What are the rules regarding taxation on non-registered investment accounts held jointly be spouses? My wife and I have a small non-registered account that I've always treated as my income for tax purposes. She and her father also hold a joint investment account for which she's always reported the income on her tax return (as far as I know). If that account is transferred over so that it's joint between me and my wife, does she continue to report the income as her own? What if we fold that account into our existing investment account for which I've been reporting the income?


----------



## Cal (Jun 17, 2009)

Pretty sure it goes by where the investment money came from.


----------



## Karen (Jul 24, 2010)

Cal's right - it's the source of the funds in the account that determines who pays the tax on it. When my husband was alive and his father lived with us, his investment account was in all three of our names, but since all the money in it was Dad's, he declared all the interest as his income. One of our own accounts (mine and my husband's), was funded approximately equally by the two of us, so we split the interest income between us at tax time. And I had a separate account that I had before I met my husband that I had added his name to, but since it was all my money originally, I paid all the tax on it. (All of these accounts were invested in GICs.)


----------



## yyzvoyageur (Apr 10, 2009)

Interesting stuff! In our case my wife has a joint investment account with a recently deceased parent. We'll be switching that over so that it's joint between the two of us. So I suppose she would have to declare any income from that account on her tax return. If we started adding more money to the account I guess that could change things. Determining the source of the money seems kind of subjective to me especially when a couple have a joint bank account into which both partners' pay cheques are deposited.


----------



## Karen (Jul 24, 2010)

Our US/Canada tax specialist told us that Canada Revenue is very reasonable about the point you make, yyzvoyageur. He said that he had never once seen CRA challenge the couple's claim as to who had paid what into the account. His advice was to just keep the division reasonable, and there shouldn't be any problem. We just went with 50/50, and it was never questioned.


----------



## yyzvoyageur (Apr 10, 2009)

Karen said:


> Our US/Canada tax specialist told us that Canada Revenue is very reasonable about the point you make, yyzvoyageur. He said that he had never once seen CRA challenge the couple's claim as to who had paid what into the account. His advice was to just keep the division reasonable, and there shouldn't be any problem. We just went with 50/50, and it was never questioned.

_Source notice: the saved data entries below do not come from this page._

//! Server view of a user's daily usage

use std::fmt;

use serde::{Deserialize, Serialize};

use super::{UsageCounter, UsageKind, ALL_USAGE_KINDS, FREE_DAILY_LIMIT};

/// Remaining allowance for one usage kind
#[derive(Debug, Clone, Copy, PartialEq, Eq)]
pub enum Quota {
    Unlimited,
    Remaining(u32),
}

impl fmt::Display for Quota {
    fn fmt(&self, f: &mut fmt::Formatter<'_>) -> fmt::Result {
        match self {
            Self::Unlimited => write!(f, "unlimited"),
            Self::Remaining(n) => write!(f, "{}", n),
        }
    }
}

/// Usage for the current day together with the entitlement bypass flag.
/// The counter is always normalised to the day the snapshot was taken.
#[derive(Debug, Clone, Copy, PartialEq, Eq, Serialize, Deserialize)]
pub struct UsageSnapshot {
    pub counter: UsageCounter,
    pub has_subscription: bool,
}

impl UsageSnapshot {
    pub fn can_use(&self, kind: UsageKind) -> bool {
        self.counter
            .is_available(kind, self.counter.day, self.has_subscription)
    }

    pub fn used(&self, kind: UsageKind) -> u32 {
        self.counter.count(kind)
    }

    pub fn remaining(&self, kind: UsageKind) -> Quota {
        if self.has_subscription {
            Quota::Unlimited
        } else {
            Quota::Remaining(FREE_DAILY_LIMIT.saturating_sub(self.used(kind)))
        }
    }

    /// Share of the combined free allowance used today (0 for subscribers)
    pub fn usage_percentage(&self) -> f64 {
        if self.has_subscription {
            return 0.0;
        }
        let used: u32 = ALL_USAGE_KINDS
            .iter()
            .map(|kind| self.used(*kind).min(FREE_DAILY_LIMIT))
            .sum();
        let total = FREE_DAILY_LIMIT * ALL_USAGE_KINDS.len() as u32;
        f64::from(used) / f64::from(total) * 100.0
    }
}
//! Session persistence port interface

use async_trait::async_trait;

use super::auth::AuthError;
use crate::domain::auth::Session;

/// Port for keeping the signed-in session between runs
#[async_trait]
pub trait SessionStore: Send + Sync {
    /// Stored session, or None when signed out.
    async fn load(&self) -> Result<Option<Session>, AuthError>;

    async fn save(&self, session: &Session) -> Result<(), AuthError>;

    /// Forget the session (sign-out).
    async fn clear(&self) -> Result<(), AuthError>;
}
//! Identity adapters

mod gotrue;
mod static_token;

pub use gotrue::GoTrueAuth;
pub use static_token::StaticTokenAuth;
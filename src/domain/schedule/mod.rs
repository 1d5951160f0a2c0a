//! Scheduling value objects

mod interval;

pub use interval::{Interval, DEFAULT_SYNC_INTERVAL_SECS, DEFAULT_SYNC_TIMEOUT_SECS};
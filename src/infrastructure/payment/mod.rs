//! Payment provider adapters

mod events;
mod stripe;

pub use events::parse_event;
pub use stripe::StripeClient;
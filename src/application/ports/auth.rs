//! Identity/token port interface

use std::sync::Arc;

use async_trait::async_trait;
use chrono::{DateTime, Utc};
use thiserror::Error;

use crate::domain::auth::Session;

/// Authentication errors
#[derive(Debug, Clone, Error)]
pub enum AuthError {
    #[error("Not signed in. Please sign in again.")]
    NotSignedIn,

    #[error("Session refresh failed: {0}. Please sign in again.")]
    RefreshFailed(String),

    #[error("Failed to persist session: {0}")]
    Storage(String),
}

/// Port for the identity provider
#[async_trait]
pub trait AuthProvider: Send + Sync {
    /// Current session, possibly with an expired access token.
    async fn session(&self) -> Result<Session, AuthError>;

    /// Exchange the refresh token for a new session.
    async fn refresh(&self) -> Result<Session, AuthError>;

    /// Drop the session.
    async fn sign_out(&self) -> Result<(), AuthError>;

    /// Session whose access token is valid at `now`, refreshing once if needed.
    async fn valid_session(&self, now: DateTime<Utc>) -> Result<Session, AuthError> {
        let session = self.session().await?;
        if session.is_expired(now) {
            tracing::debug!(user_id = %session.user_id, "access token expired, refreshing");
            return self.refresh().await;
        }
        Ok(session)
    }
}

#[async_trait]
impl<T: AuthProvider + ?Sized> AuthProvider for Arc<T> {
    async fn session(&self) -> Result<Session, AuthError> {
        self.as_ref().session().await
    }

    async fn refresh(&self) -> Result<Session, AuthError> {
        self.as_ref().refresh().await
    }

    async fn sign_out(&self) -> Result<(), AuthError> {
        self.as_ref().sign_out().await
    }
}
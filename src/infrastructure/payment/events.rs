//! Stripe webhook event decoding
//!
//! The payload is trusted as-is; signature verification happens in the
//! HTTP layer that receives the webhook.

use std::collections::HashMap;

use serde::Deserialize;

use super::stripe::SubscriptionObject;
use crate::application::ports::{CheckoutMode, CheckoutSession, PaymentError, PaymentEvent};

#[derive(Debug, Deserialize)]
struct Event {
    #[serde(rename = "type")]
    kind: String,
    data: EventData,
}

#[derive(Debug, Deserialize)]
struct EventData {
    object: serde_json::Value,
}

#[derive(Debug, Deserialize)]
struct CheckoutSessionObject {
    id: String,
    mode: String,
    customer: Option<String>,
    subscription: Option<String>,
    #[serde(default)]
    metadata: Option<HashMap<String, String>>,
}

#[derive(Debug, Deserialize)]
struct InvoiceObject {
    subscription: Option<String>,
}

fn decode<T: serde::de::DeserializeOwned>(
    kind: &str,
    object: serde_json::Value,
) -> Result<T, PaymentError> {
    serde_json::from_value(object)
        .map_err(|e| PaymentError::ParseError(format!("{} payload: {}", kind, e)))
}

fn checkout_mode(mode: &str) -> Result<CheckoutMode, PaymentError> {
    match mode {
        "subscription" => Ok(CheckoutMode::Subscription),
        "payment" => Ok(CheckoutMode::Payment),
        "setup" => Ok(CheckoutMode::Setup),
        other => Err(PaymentError::ParseError(format!(
            "unknown checkout mode: {}",
            other
        ))),
    }
}

/// Decode a raw webhook body into a [`PaymentEvent`].
/// Event types we do not act on come back as `Unhandled`.
pub fn parse_event(payload: &str) -> Result<PaymentEvent, PaymentError> {
    let event: Event =
        serde_json::from_str(payload).map_err(|e| PaymentError::ParseError(e.to_string()))?;
    let kind = event.kind.as_str();
    let object = event.data.object;

    let parsed = match kind {
        "checkout.session.completed" => {
            let session: CheckoutSessionObject = decode(kind, object)?;
            PaymentEvent::CheckoutCompleted(CheckoutSession {
                id: session.id,
                mode: checkout_mode(&session.mode)?,
                customer_id: session.customer,
                subscription_id: session.subscription,
                metadata: session.metadata.unwrap_or_default(),
            })
        }
        "customer.subscription.updated" => {
            let sub: SubscriptionObject = decode(kind, object)?;
            PaymentEvent::SubscriptionUpdated(sub.into_subscription())
        }
        "customer.subscription.deleted" => {
            let sub: SubscriptionObject = decode(kind, object)?;
            PaymentEvent::SubscriptionDeleted(sub.into_subscription())
        }
        "invoice.payment_succeeded" => {
            let invoice: InvoiceObject = decode(kind, object)?;
            PaymentEvent::InvoicePaid {
                subscription_id: invoice.subscription,
            }
        }
        "invoice.payment_failed" => {
            let invoice: InvoiceObject = decode(kind, object)?;
            PaymentEvent::InvoiceFailed {
                subscription_id: invoice.subscription,
            }
        }
        other => PaymentEvent::Unhandled(other.to_string()),
    };

    Ok(parsed)
}

#[cfg(test)]
mod tests {
    use super::*;
    use serde_json::json;

    fn envelope(kind: &str, object: serde_json::Value) -> String {
        json!({
            "id": "evt_1",
            "object": "event",
            "type": kind,
            "data": { "object": object }
        })
        .to_string()
    }

    #[test]
    fn checkout_session_carries_mode_and_metadata() {
        let payload = envelope(
            "checkout.session.completed",
            json!({
                "id": "cs_1",
                "mode": "subscription",
                "customer": "cus_1",
                "subscription": "sub_1",
                "metadata": { "user_id": "user-1", "price_id": "price_m" }
            }),
        );

        match parse_event(&payload).unwrap() {
            PaymentEvent::CheckoutCompleted(session) => {
                assert_eq!(session.mode, CheckoutMode::Subscription);
                assert_eq!(session.subscription_id.as_deref(), Some("sub_1"));
                assert_eq!(session.user_id(), Some("user-1"));
                assert_eq!(session.price_id().as_deref(), Some("price_m"));
            }
            other => panic!("unexpected event: {:?}", other),
        }
    }

    #[test]
    fn checkout_session_with_null_metadata() {
        let payload = envelope(
            "checkout.session.completed",
            json!({ "id": "cs_2", "mode": "payment", "customer": null, "metadata": null }),
        );

        match parse_event(&payload).unwrap() {
            PaymentEvent::CheckoutCompleted(session) => {
                assert_eq!(session.mode, CheckoutMode::Payment);
                assert!(session.customer_id.is_none());
                assert!(session.user_id().is_none());
            }
            other => panic!("unexpected event: {:?}", other),
        }
    }

    #[test]
    fn subscription_events_decode_the_subscription() {
        let object = json!({
            "id": "sub_1",
            "customer": "cus_1",
            "status": "canceled",
            "current_period_start": 1_767_225_600,
            "current_period_end": 1_769_904_000,
            "metadata": { "user_id": "user-1" }
        });

        match parse_event(&envelope("customer.subscription.deleted", object.clone())).unwrap() {
            PaymentEvent::SubscriptionDeleted(sub) => {
                assert_eq!(sub.id, "sub_1");
                assert_eq!(sub.status, "canceled");
                assert!(!sub.grants_access());
            }
            other => panic!("unexpected event: {:?}", other),
        }

        assert!(matches!(
            parse_event(&envelope("customer.subscription.updated", object)).unwrap(),
            PaymentEvent::SubscriptionUpdated(_)
        ));
    }

    #[test]
    fn invoice_events_keep_subscription_id() {
        let paid = envelope(
            "invoice.payment_succeeded",
            json!({ "id": "in_1", "subscription": "sub_1" }),
        );
        assert_eq!(
            parse_event(&paid).unwrap(),
            PaymentEvent::InvoicePaid {
                subscription_id: Some("sub_1".to_string())
            }
        );

        let failed = envelope("invoice.payment_failed", json!({ "id": "in_2" }));
        assert_eq!(
            parse_event(&failed).unwrap(),
            PaymentEvent::InvoiceFailed {
                subscription_id: None
            }
        );
    }

    #[test]
    fn other_event_types_are_unhandled() {
        let payload = envelope("customer.created", json!({ "id": "cus_1" }));
        assert_eq!(
            parse_event(&payload).unwrap(),
            PaymentEvent::Unhandled("customer.created".to_string())
        );
    }

    #[test]
    fn malformed_payload_is_parse_error() {
        assert!(matches!(
            parse_event("{not json"),
            Err(PaymentError::ParseError(_))
        ));

        let payload = envelope(
            "customer.subscription.updated",
            json!({ "id": "sub_1" }),
        );
        assert!(matches!(
            parse_event(&payload),
            Err(PaymentError::ParseError(_))
        ));
    }
}
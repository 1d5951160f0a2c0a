//! Quota hint persistence port interface

use async_trait::async_trait;

use super::store::StoreError;
use crate::domain::usage::QuotaHints;

/// Port for keeping quota denial hints between runs
#[async_trait]
pub trait QuotaHintStore: Send + Sync {
    /// Stored hints, empty when none were saved.
    async fn load(&self) -> Result<QuotaHints, StoreError>;

    async fn save(&self, hints: &QuotaHints) -> Result<(), StoreError>;
}
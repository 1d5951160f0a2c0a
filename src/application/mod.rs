//! Application layer - Use cases and port interfaces
//!
//! Contains the core business operations and trait definitions
//! for external system interactions.

pub mod assistant;
pub mod ports;
pub mod reconciler;
pub mod sync_scheduler;
pub mod usage_limiter;
pub mod webhook;

// Re-export use cases
pub use assistant::{AssistError, TransactionAssistant, VoiceEntry};
pub use reconciler::{EntitlementSource, SubscriptionReconciler, SyncError, SyncOutcome};
pub use sync_scheduler::{SyncScheduler, SyncTrigger};
pub use usage_limiter::{UsageError, UsageLimiter};
pub use webhook::{WebhookError, WebhookOutcome, WebhookProcessor};
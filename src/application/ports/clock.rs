//! Clock port interface

use chrono::{DateTime, NaiveDate, Utc};

/// Source of the current time.
/// Quota days are UTC calendar days.
pub trait Clock: Send + Sync {
    fn now(&self) -> DateTime<Utc>;

    fn today(&self) -> NaiveDate {
        self.now().date_naive()
    }
}

/// Wall-clock time
#[derive(Debug, Clone, Copy, Default)]
pub struct SystemClock;

impl Clock for SystemClock {
    fn now(&self) -> DateTime<Utc> {
        Utc::now()
    }
}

How does that work in practice? Would I just take the numbers on the various tax slips and divide each by two, then attach the slips to both returns?


----------



## Karen (Jul 24, 2010)

That's what I did. I attached a post-it note to each T5, with a note showing the amount to be claimed by each of us, then showed the total, which matched the total amount shown on the T5.

It might be too late to do this, but If I were you, I would keep the account your wife had with her father separate rather than merge it with your other GICs. You could still add your name to it, but keeping it separate would make it easier to keep track of the interest on that account, since the interest from it would be attributable to her on an ongoing basis.


----------



## stardancer (Apr 26, 2009)

Karen said:


> That's what I did. I attached a post-it note to each T5, with a note showing the amount to be claimed by each of us, then showed the total, which matched the total amount shown on the T5.


I have written right on the T5 how the interest is split (back when I sent paper returns). I have also written on one and made photocopies when my hand was too sore to write out too many.


----------